Na razie jednak możemy się cieszyć sięgającymi od 2,5 do 2,7 proc. zwyżkami głównych indeksów warszawskiej giełdy, choć nastroje posiadaczy akcji poszczególnych spółek są dość zróżnicowane. Co prawda głównie dzięki nieoczekiwanej wtorkowej zwyżce nastąpił powrót wskaźników powyżej psychologicznych poziomów lub przełamanych wsparć, ale sytuacja wciąż jest niepewna. W przypadku WIG20 nadal ważą się losy 2200 punktów, na razie nie grozi powrót indeksu szerokiego rynku poniżej 65 000 punktów, mWIG40 zdołał utrzymać się powyżej 5200 punktów, a sWIG80 obronił się przed zejściem pod 20 000 punktów.
W gronie największych spółek wciąż zwracają uwagę akcje Allegro, w przypadku których nie widać końca dramatu. Po zniżce o ponad 13 proc. ustanowiły kolejny niechlubny rekord, zbliżając się do 36 zł. Licząc od ubiegłorocznego listopadowego szczytu straciły prawie dwie trzecie wartości. Trochę podobnie jest w przypadku papierów CD Projektu, które od sierpnia potaniały o 57 proc., a do czwartku zniżkowały o 3 proc. Kolejne próby powrotu kursu powyżej 200 zł okazują się nieskuteczne. Pogłębia się korekta walorów Asseco. Do czwartku zniżkowały one o 4,4 proc., a od październikowego szczytu o 12,5 proc. Co prawda akcje PKN Orlen do końca czwartkowej sesji niemal nie zmieniły wartości, ale ich posiadacze przeżywali trudne chwile, gdy w środę schodziły poniżej 70 zł, czyli do poziomu najniższego od lipca. Po chwilowym tąpnięciu, walory Tauronu drożały o 5 proc., a PGE szły w górę o 6 proc.
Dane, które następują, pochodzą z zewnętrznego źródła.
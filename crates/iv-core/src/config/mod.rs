//! # Pure Data Module - Data Transfer Objects Only
//!
//! ## Responsibilities
//!
//! - Define configuration data structures
//! - Provide TOML → DTO mapping
//!
//! ## Prohibited
//!
//! - No business logic or policies
//! - No validation logic
//! - No default value calculation
//!
//! Missing values are carried as empty strings or empty paths; the bootstrap
//! layer decides what an empty value falls back to.

use std::path::PathBuf;

/// A user entry of the static directory.
#[derive(Debug, Clone, PartialEq, Eq)]
pub struct DirectoryUser {
    pub id: String,
    pub groups: Vec<String>,
}

/// Application configuration DTO (pure data, no logic)
#[derive(Debug, Clone)]
pub struct AppConfig {
    /// Socket address the HTTP server binds to (may be empty)
    pub bind_addr: String,

    /// Base directory for logs and the default store location
    pub data_dir: PathBuf,

    /// JSON file backing the config store (path info only, no existence check)
    pub config_store_path: PathBuf,

    /// Directory with `<lang>.json` translation catalogs, optional
    pub catalog_dir: PathBuf,

    /// Public URL of this instance; hashed before it leaves the process
    pub instance_url: String,

    /// Telemetry endpoint configured at deploy time
    pub telemetry_url: String,

    pub default_language: String,

    /// Members of this group may use the admin endpoints
    pub admin_group: String,

    pub users: Vec<DirectoryUser>,
}

impl AppConfig {
    /// Create AppConfig from TOML value
    ///
    /// **Prohibited**: This method must NOT contain any validation
    /// or default value logic. Empty strings are valid "facts".
    pub fn from_toml(toml_value: &toml::Value) -> anyhow::Result<Self> {
        let str_at = |section: &str, key: &str| -> String {
            toml_value
                .get(section)
                .and_then(|s| s.get(key))
                .and_then(|v| v.as_str())
                .unwrap_or("")
                .to_string()
        };

        let users = toml_value
            .get("directory")
            .and_then(|d| d.get("users"))
            .and_then(|u| u.as_array())
            .map(|entries| {
                entries
                    .iter()
                    .map(|entry| DirectoryUser {
                        id: entry
                            .get("id")
                            .and_then(|v| v.as_str())
                            .unwrap_or("")
                            .to_string(),
                        groups: entry
                            .get("groups")
                            .and_then(|g| g.as_array())
                            .map(|groups| {
                                groups
                                    .iter()
                                    .filter_map(|g| g.as_str())
                                    .map(str::to_string)
                                    .collect()
                            })
                            .unwrap_or_default(),
                    })
                    .collect()
            })
            .unwrap_or_default();

        Ok(Self {
            bind_addr: str_at("server", "bind_addr"),
            data_dir: PathBuf::from(str_at("storage", "data_dir")),
            config_store_path: PathBuf::from(str_at("storage", "config_store_path")),
            catalog_dir: PathBuf::from(str_at("l10n", "catalog_dir")),
            instance_url: str_at("general", "instance_url"),
            telemetry_url: str_at("telemetry", "url"),
            default_language: str_at("general", "default_language"),
            admin_group: str_at("directory", "admin_group"),
            users,
        })
    }

    /// Create empty AppConfig (all empty/default values)
    pub fn empty() -> Self {
        Self {
            bind_addr: String::new(),
            data_dir: PathBuf::new(),
            config_store_path: PathBuf::new(),
            catalog_dir: PathBuf::new(),
            instance_url: String::new(),
            telemetry_url: String::new(),
            default_language: String::new(),
            admin_group: String::new(),
            users: Vec::new(),
        }
    }

    /// Create AppConfig with system-default paths for production use
    ///
    /// The base directory is computed by the caller (e.g. with the `dirs` crate).
    pub fn with_system_defaults(data_dir: PathBuf) -> Self {
        Self {
            config_store_path: data_dir.join("config_store.json"),
            catalog_dir: data_dir.join("l10n"),
            data_dir,
            ..Self::empty()
        }
    }
}

#[cfg(test)]
mod tests {
    use super::*;
    use toml::Value;

    #[test]
    fn test_from_toml_returns_empty_values_when_missing() {
        let toml_str = r#"
            [general]
            # instance_url is missing
        "#;
        let toml_value: Value = toml::from_str(toml_str).unwrap();

        let config = AppConfig::from_toml(&toml_value).unwrap();

        // Empty string is valid (fact, not error)
        assert_eq!(config.instance_url, "");
        assert_eq!(config.bind_addr, "");
        assert!(config.users.is_empty());
    }

    #[test]
    fn test_from_toml_parses_all_sections() {
        let toml_str = r#"
            [general]
            instance_url = "https://cloud.example.org"
            default_language = "nl"

            [server]
            bind_addr = "127.0.0.1:8080"

            [storage]
            data_dir = "/var/lib/introvox"
            config_store_path = "/var/lib/introvox/store.json"

            [l10n]
            catalog_dir = "/etc/introvox/l10n"

            [telemetry]
            url = "https://telemetry.example.org"

            [directory]
            admin_group = "admin"

            [[directory.users]]
            id = "alice"
            groups = ["admin", "staff"]

            [[directory.users]]
            id = "bob"
        "#;
        let toml_value: Value = toml::from_str(toml_str).unwrap();

        let config = AppConfig::from_toml(&toml_value).unwrap();

        assert_eq!(config.instance_url, "https://cloud.example.org");
        assert_eq!(config.default_language, "nl");
        assert_eq!(config.bind_addr, "127.0.0.1:8080");
        assert_eq!(config.config_store_path, PathBuf::from("/var/lib/introvox/store.json"));
        assert_eq!(config.catalog_dir, PathBuf::from("/etc/introvox/l10n"));
        assert_eq!(config.telemetry_url, "https://telemetry.example.org");
        assert_eq!(config.admin_group, "admin");
        assert_eq!(
            config.users,
            vec![
                DirectoryUser {
                    id: "alice".into(),
                    groups: vec!["admin".into(), "staff".into()],
                },
                DirectoryUser {
                    id: "bob".into(),
                    groups: vec![],
                },
            ]
        );
    }

    #[test]
    fn test_from_toml_does_not_validate_bind_addr() {
        let toml_str = r#"
            [server]
            bind_addr = "not an address"
        "#;
        let toml_value: Value = toml::from_str(toml_str).unwrap();

        let config = AppConfig::from_toml(&toml_value).unwrap();

        assert_eq!(config.bind_addr, "not an address");
    }

    #[test]
    fn test_with_system_defaults_creates_valid_paths() {
        let data_dir = PathBuf::from("/tmp/test");
        let config = AppConfig::with_system_defaults(data_dir);

        assert_eq!(config.data_dir, PathBuf::from("/tmp/test"));
        assert_eq!(config.config_store_path, PathBuf::from("/tmp/test/config_store.json"));
        assert_eq!(config.catalog_dir, PathBuf::from("/tmp/test/l10n"));
        assert_eq!(config.bind_addr, "");
        assert!(config.users.is_empty());
    }
}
Skalą odreagowania imponowały papiery LPP, drożejące o ponad 12 proc. oraz CCC, które rosły o ponad 9 proc. Nasilenie obaw związanych z pandemią pomogło walorom Mercatora. Poniedziałkowy skok o prawie 21 proc. zdaje się nie wytrzymywać „próby czasu", bo w skali tygodnia zwyżka nieznacznie przekraczała 2 proc. Listopadowe wspomnienia nadal jednak budzą nieprzyjemne odczucia posiadaczy akcji nie tylko Allegro (spadek o 13 proc.), ale także JSW (ponad 20 proc. w dół), Tauronu i PGE (zniżki od 13 do 15 proc.), czy PKN Orlen (ponad 16 proc. straty) oraz 10–11 proc. zniżki walorów PKO BP i Pekao SA.